Hey there, time traveller!
This article was published 21/2/2014 (1131 days ago), so information in it may no longer be current.
Three months before Anne Frank and her fellow attic-dwellers were discovered by the Gestapo in 1944, she had written, "After the war I'd like to publish a book called The Secret Annex."
There was no after the war for the Jewish teenager, who along with her older sister Margot, died of typhus in the Bergen-Belsen concentration camp in 1945 and left behind her heart-rending diary. She remains forever the young woman in the attic, a cherished symbol of 1.5 million children who died in the Holocaust.
In her satisfying stage drama The Secret Annex -- which had its première at the RMTC Warehouse Thursday -- Winnipeg playwright Alix Sobler has imagined an alternate, extended fate for Anne, Margot and the other six hiders in Nazi-occupied Amsterdam.
In her Holocaust hypothesis, the girls and Peter, who shared their captivity, unaccountably survive and make it to America, the land of self-creation. It's 1955 and Anne, 25, is happily rooming with Margot in Brooklyn, obsessed with getting The Secret Annex published, but she finds a world uninterested in a chronicle of a young girl's adolescent problems and tensions that arose during a covert life in cramped quarters.
Modern American womanhood is represented by Virginia Belair, an unmarried, career book agent moving up the corporate ladder, but cautious about any misstep that might give her male bosses a reason "to axe the skirt." She is brutally honest in her review of Anne's treasured script, which she regards as boring compared to grand stories about crematoriums and death marches. She suggests her diary needs "a boffo, socko rewrite." Ouch.
All of a sudden Anne is stripped of what made her special to the world. She must face the tragic irony that people are more memorable if they die young and horribly. Those who live ordinary lives are forgotten. The rest of The Secret Annex has Anne trying to figure out her purpose in a world not missing her published diary.
Sobler, together with first-time director Heidi Malazdrewich, skilfully wed the power of historical fact with the allure of a what-if scenario. Readers of the diary will be fascinated, if not occasionally taken aback, at witnessing their beloved Anne in her underwear prior to premarital sex, dancing the frug and being referred to as "baby doll." Anne, pulled down from her pedestal by Sobler for a couple of entertaining hours, is still a compelling figure as an adult, resolutely confident, admirably determined, maddingly self-involved and unswervingly truthful.

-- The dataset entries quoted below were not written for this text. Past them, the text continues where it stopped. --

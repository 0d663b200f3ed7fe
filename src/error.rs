use std::path::PathBuf;

use thiserror::Error;

/// Failures raised by roster operations and record construction.
#[derive(Debug, Error)]
pub enum RosterError {
    #[error("invalid score {0}: must be between 0 and 100")]
    InvalidScore(f64),

    #[error("expected {expected} subject scores, got {found}")]
    ScoreCount { expected: usize, found: usize },

    #[error("student id '{0}' already exists")]
    DuplicateId(String),

    #[error("student name '{0}' already exists")]
    DuplicateName(String),

    #[error("student '{0}' not found")]
    NotFound(String),
}

/// Failures at the spreadsheet-file boundary. Write failures are reported as
/// warnings by the session and never roll back the in-memory roster.
#[derive(Debug, Error)]
pub enum SheetError {
    #[error("file not found: {}", .0.display())]
    Missing(PathBuf),

    #[error("header mismatch at column {column}: expected '{expected}', found '{found}'")]
    SchemaMismatch {
        column: usize,
        expected: String,
        found: String,
    },

    #[error(transparent)]
    Csv(#[from] csv::Error),

    #[error(transparent)]
    Io(#[from] std::io::Error),
}
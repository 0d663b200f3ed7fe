use std::path::{Path, PathBuf};

use anyhow::Context;
use serde::{Deserialize, Serialize};
use tracing::debug;

pub const CONFIG_ENV: &str = "GRADEBOOK_CONFIG";
pub const DEFAULT_CONFIG_FILE: &str = "gradebook.toml";

const DEFAULT_ADMIN_USERNAME: &str = "admin";
const DEFAULT_ADMIN_PASSWORD: &str = "admin123";

/// Application configuration. Every value has a documented default so the
/// program runs without a config file; nothing is read from hidden
/// module-level state beyond these defaults.
#[derive(Debug, Clone, Serialize, Deserialize)]
#[serde(default)]
pub struct AppConfig {
    pub data_file: PathBuf,
    pub report_file: PathBuf,
    pub backup_dir: PathBuf,
    pub admin: AdminIdentity,
}

#[derive(Clone, Serialize, Deserialize)]
#[serde(default)]
pub struct AdminIdentity {
    pub username: String,
    pub password: String,
}

// Keep the password out of debug/log output.
impl std::fmt::Debug for AdminIdentity {
    fn fmt(&self, f: &mut std::fmt::Formatter<'_>) -> std::fmt::Result {
        f.debug_struct("AdminIdentity")
            .field("username", &self.username)
            .field("password", &"***")
            .finish()
    }
}

impl Default for AdminIdentity {
    fn default() -> Self {
        Self {
            username: DEFAULT_ADMIN_USERNAME.to_string(),
            password: DEFAULT_ADMIN_PASSWORD.to_string(),
        }
    }
}

impl Default for AppConfig {
    fn default() -> Self {
        Self {
            data_file: PathBuf::from("data/students.csv"),
            report_file: PathBuf::from("data/grade_report.csv"),
            backup_dir: PathBuf::from("data/backups"),
            admin: AdminIdentity::default(),
        }
    }
}

impl AppConfig {
    /// Loads the file at `path`; a missing file yields the defaults.
    pub fn load(path: &Path) -> anyhow::Result<Self> {
        if !path.is_file() {
            debug!(path = %path.display(), "no config file, using defaults");
            return Ok(Self::default());
        }
        let text = std::fs::read_to_string(path)
            .with_context(|| format!("failed to read config {}", path.display()))?;
        let config: Self = toml::from_str(&text)
            .with_context(|| format!("failed to parse config {}", path.display()))?;
        Ok(config)
    }

    /// Resolves the config path from `GRADEBOOK_CONFIG`, falling back to
    /// `gradebook.toml` in the working directory.
    pub fn load_default() -> anyhow::Result<Self> {
        let path = std::env::var_os(CONFIG_ENV)
            .map(PathBuf::from)
            .unwrap_or_else(|| PathBuf::from(DEFAULT_CONFIG_FILE));
        Self::load(&path)
    }
}

#[cfg(test)]
mod tests {
    use super::*;

    #[test]
    fn defaults_match_documented_identity() {
        let config = AppConfig::default();
        assert_eq!(config.admin.username, "admin");
        assert_eq!(config.admin.password, "admin123");
        assert_eq!(config.data_file, PathBuf::from("data/students.csv"));
    }

    #[test]
    fn missing_file_falls_back_to_defaults() {
        let config =
            AppConfig::load(Path::new("does-not-exist.toml")).expect("defaults for missing file");
        assert_eq!(config.admin.username, "admin");
    }

    #[test]
    fn partial_config_keeps_remaining_defaults() {
        let config: AppConfig = toml::from_str(
            r#"
            data_file = "elsewhere/roster.csv"

            [admin]
            username = "principal"
            "#,
        )
        .expect("parse partial config");
        assert_eq!(config.data_file, PathBuf::from("elsewhere/roster.csv"));
        assert_eq!(config.admin.username, "principal");
        assert_eq!(config.admin.password, "admin123");
        assert_eq!(config.backup_dir, PathBuf::from("data/backups"));
    }

    #[test]
    fn debug_masks_password() {
        let rendered = format!("{:?}", AdminIdentity::default());
        assert!(!rendered.contains("admin123"));
    }
}
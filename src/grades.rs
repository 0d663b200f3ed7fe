use std::fmt;

use serde::{Deserialize, Serialize};

pub const MIN_SCORE: f64 = 0.0;
pub const MAX_SCORE: f64 = 100.0;
pub const PASSING_THRESHOLD: f64 = 60.0;

const GRADE_A_THRESHOLD: f64 = 90.0;
const GRADE_B_THRESHOLD: f64 = 80.0;
const GRADE_C_THRESHOLD: f64 = 70.0;
const GRADE_D_THRESHOLD: f64 = 60.0;
const GRADE_E_THRESHOLD: f64 = 50.0;

pub const SUBJECT_COUNT: usize = 7;

/// Fixed subject list; score columns are positionally aligned to this order.
pub const SUBJECTS: [&str; SUBJECT_COUNT] = [
    "Mathematics",
    "Physics",
    "Chemistry",
    "Biology",
    "English",
    "History",
    "Computer Science",
];

#[derive(Debug, Clone, Copy, PartialEq, Eq, Serialize, Deserialize)]
pub enum LetterGrade {
    A,
    B,
    C,
    D,
    E,
    F,
}

impl LetterGrade {
    pub fn as_str(self) -> &'static str {
        match self {
            LetterGrade::A => "A",
            LetterGrade::B => "B",
            LetterGrade::C => "C",
            LetterGrade::D => "D",
            LetterGrade::E => "E",
            LetterGrade::F => "F",
        }
    }
}

impl fmt::Display for LetterGrade {
    fn fmt(&self, f: &mut fmt::Formatter<'_>) -> fmt::Result {
        f.write_str(self.as_str())
    }
}

#[derive(Debug, Clone, Copy, PartialEq, Eq, Serialize, Deserialize)]
pub enum Remark {
    Pass,
    Fail,
}

impl Remark {
    pub fn as_str(self) -> &'static str {
        match self {
            Remark::Pass => "Pass",
            Remark::Fail => "Fail",
        }
    }
}

impl fmt::Display for Remark {
    fn fmt(&self, f: &mut fmt::Formatter<'_>) -> fmt::Result {
        f.write_str(self.as_str())
    }
}

pub fn is_valid_score(score: f64) -> bool {
    (MIN_SCORE..=MAX_SCORE).contains(&score)
}

pub fn average(scores: &[f64]) -> f64 {
    if scores.is_empty() {
        return 0.0;
    }
    scores.iter().sum::<f64>() / scores.len() as f64
}

/// Thresholds evaluated highest-first with inclusive lower bounds.
pub fn letter_grade(avg: f64) -> LetterGrade {
    if avg >= GRADE_A_THRESHOLD {
        LetterGrade::A
    } else if avg >= GRADE_B_THRESHOLD {
        LetterGrade::B
    } else if avg >= GRADE_C_THRESHOLD {
        LetterGrade::C
    } else if avg >= GRADE_D_THRESHOLD {
        LetterGrade::D
    } else if avg >= GRADE_E_THRESHOLD {
        LetterGrade::E
    } else {
        LetterGrade::F
    }
}

/// A/B/C/D map to 4/3/2/1; everything below 60 (E and F both) maps to 0.0.
/// Five letter tiers but four nonzero GPA tiers, kept exactly as observed.
pub fn gpa(avg: f64) -> f64 {
    if avg >= GRADE_A_THRESHOLD {
        4.0
    } else if avg >= GRADE_B_THRESHOLD {
        3.0
    } else if avg >= GRADE_C_THRESHOLD {
        2.0
    } else if avg >= GRADE_D_THRESHOLD {
        1.0
    } else {
        0.0
    }
}

pub fn remark(avg: f64) -> Remark {
    if avg >= PASSING_THRESHOLD {
        Remark::Pass
    } else {
        Remark::Fail
    }
}

/// Aggregate class metrics over per-record averages. Rendered to 2 decimal
/// places in reports.
#[derive(Debug, Clone, Copy, PartialEq, Serialize)]
#[serde(rename_all = "camelCase")]
pub struct ClassStatistics {
    pub count: usize,
    pub passing_count: usize,
    pub class_average: f64,
    pub pass_rate_percent: f64,
}

pub fn class_statistics<I>(averages: I) -> ClassStatistics
where
    I: IntoIterator<Item = f64>,
{
    let mut count: usize = 0;
    let mut passing_count: usize = 0;
    let mut sum: f64 = 0.0;

    for avg in averages {
        count += 1;
        sum += avg;
        if remark(avg) == Remark::Pass {
            passing_count += 1;
        }
    }

    let class_average = if count > 0 { sum / count as f64 } else { 0.0 };
    let pass_rate_percent = if count > 0 {
        100.0 * passing_count as f64 / count as f64
    } else {
        0.0
    };

    ClassStatistics {
        count,
        passing_count,
        class_average,
        pass_rate_percent,
    }
}

#[cfg(test)]
mod tests {
    use super::*;

    #[test]
    fn score_validity_matches_range() {
        assert!(is_valid_score(0.0));
        assert!(is_valid_score(100.0));
        assert!(is_valid_score(59.5));
        assert!(!is_valid_score(-0.01));
        assert!(!is_valid_score(100.01));
    }

    #[test]
    fn average_of_empty_is_zero() {
        assert_eq!(average(&[]), 0.0);
        assert_eq!(average(&[80.0, 90.0]), 85.0);
    }

    #[test]
    fn grade_and_gpa_boundaries_are_exact() {
        assert_eq!(letter_grade(90.0), LetterGrade::A);
        assert_eq!(gpa(90.0), 4.0);
        assert_eq!(letter_grade(89.99), LetterGrade::B);
        assert_eq!(gpa(89.99), 3.0);
        assert_eq!(letter_grade(70.0), LetterGrade::C);
        assert_eq!(gpa(70.0), 2.0);
        assert_eq!(letter_grade(60.0), LetterGrade::D);
        assert_eq!(gpa(60.0), 1.0);
        assert_eq!(letter_grade(59.99), LetterGrade::F);
        assert_eq!(gpa(59.99), 0.0);
        assert_eq!(letter_grade(50.0), LetterGrade::E);
        // E carries no GPA credit, same as F.
        assert_eq!(gpa(50.0), 0.0);
    }

    #[test]
    fn remark_boundary_at_sixty() {
        assert_eq!(remark(60.0), Remark::Pass);
        assert_eq!(remark(59.9), Remark::Fail);
    }

    #[test]
    fn class_statistics_of_empty_roster() {
        let stats = class_statistics(std::iter::empty());
        assert_eq!(stats.count, 0);
        assert_eq!(stats.passing_count, 0);
        assert_eq!(stats.class_average, 0.0);
        assert_eq!(stats.pass_rate_percent, 0.0);
    }

    #[test]
    fn class_statistics_mixed_roster() {
        let stats = class_statistics([91.0, 51.0].into_iter());
        assert_eq!(stats.count, 2);
        assert_eq!(stats.passing_count, 1);
        assert!((stats.class_average - 71.0).abs() < 1e-9);
        assert!((stats.pass_rate_percent - 50.0).abs() < 1e-9);
    }
}
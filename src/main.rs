use std::io;

use tracing::{info, warn};
use tracing_subscriber::EnvFilter;

use gradebook::config::AppConfig;
use gradebook::roster::RosterStore;
use gradebook::session::AdminSession;
use gradebook::{sheet, student};

fn main() -> anyhow::Result<()> {
    tracing_subscriber::fmt()
        .with_env_filter(EnvFilter::from_default_env())
        .with_writer(io::stderr)
        .init();

    let config = AppConfig::load_default()?;
    let roster = startup_roster(&config);

    let stdin = io::stdin();
    let stdout = io::stdout();
    let mut session = AdminSession::new(config, roster, stdin.lock(), stdout.lock());
    session.run()
}

/// Session-start roster: the data file when it exists and its header checks
/// out, otherwise the seed sample data.
fn startup_roster(config: &AppConfig) -> RosterStore {
    let path = &config.data_file;
    if path.is_file() && sheet::validate_schema(path) {
        match sheet::import(path) {
            Ok(outcome) => {
                info!(
                    path = %path.display(),
                    loaded = outcome.records.len(),
                    skipped = outcome.skipped_rows,
                    "roster loaded from data file"
                );
                return RosterStore::from_records(outcome.records);
            }
            Err(e) => {
                warn!(path = %path.display(), error = %e,
                    "failed to load data file, falling back to sample data");
            }
        }
    } else {
        info!(path = %path.display(), "no usable data file, seeding sample roster");
    }
    RosterStore::from_records(student::sample_roster())
}
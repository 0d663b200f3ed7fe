pub mod backup;
pub mod config;
pub mod console;
pub mod error;
pub mod grades;
pub mod roster;
pub mod session;
pub mod sheet;
pub mod student;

Toronto actress Tal Gottfried, in her Winnipeg debut, is an easy sell as a grown-up Anne, but more crucially captures her spark and allure, especially with the men in her life. That's best displayed in a charming scene in which she interviews for a receptionist job --although she has none of the required skills -- but manages to get hired after sitting in the beguiled boss's chair. Gottfried generates underdog empathy that keeps the audience on Anne's side throughout her struggles.
Sobler has more of a blank slate with Margot, who gets only a few mentions in the diary and often didn't get along with Anne. She is depicted as the conventional, placid, no-fuss sibling well-played by Daria Puttaert, although the unnatural-looking second-act wig she wears is a surprising faux pas.
Peter, who gave Anne her first kiss while in hiding, is her link to their terrible ordeal. That bond is mixed with deep feelings of love that torment Peter. The ever-steady Andrew Cecon looks ideally European as Peter, although the source of his accent is mysterious.
Jennifer Lyon's Virginia Belair carries the weight of thwarting Anne's bid for immortality, but offers some welcome comic relief. Lyon's performance as Virginia offers a tasty cocktail made up of mostly bluntness with a twist of flakiness. Anne's Jewish boss Michael Stein, played appealingly by Kevin Kruchkywich, parallels what the audience feels about her as he becomes immediately intrigued with this vivacious young woman, then smitten and ultimately terribly worried that she won't escape her attic once and for all.
The second act turns much darker on Charlotte Dean's versatile, tree-flanked set. Sobler gets down to the serious business of giving back what was stolen from Anne: her life, her voice and a happy ending. She whips up a believable scenario of what Anne would have done if denied her literary legacy.
If nothing else, with The Secret Annex, Sobler has provided another artistic opportunity to keep the memory of Anne Frank alive for future generations.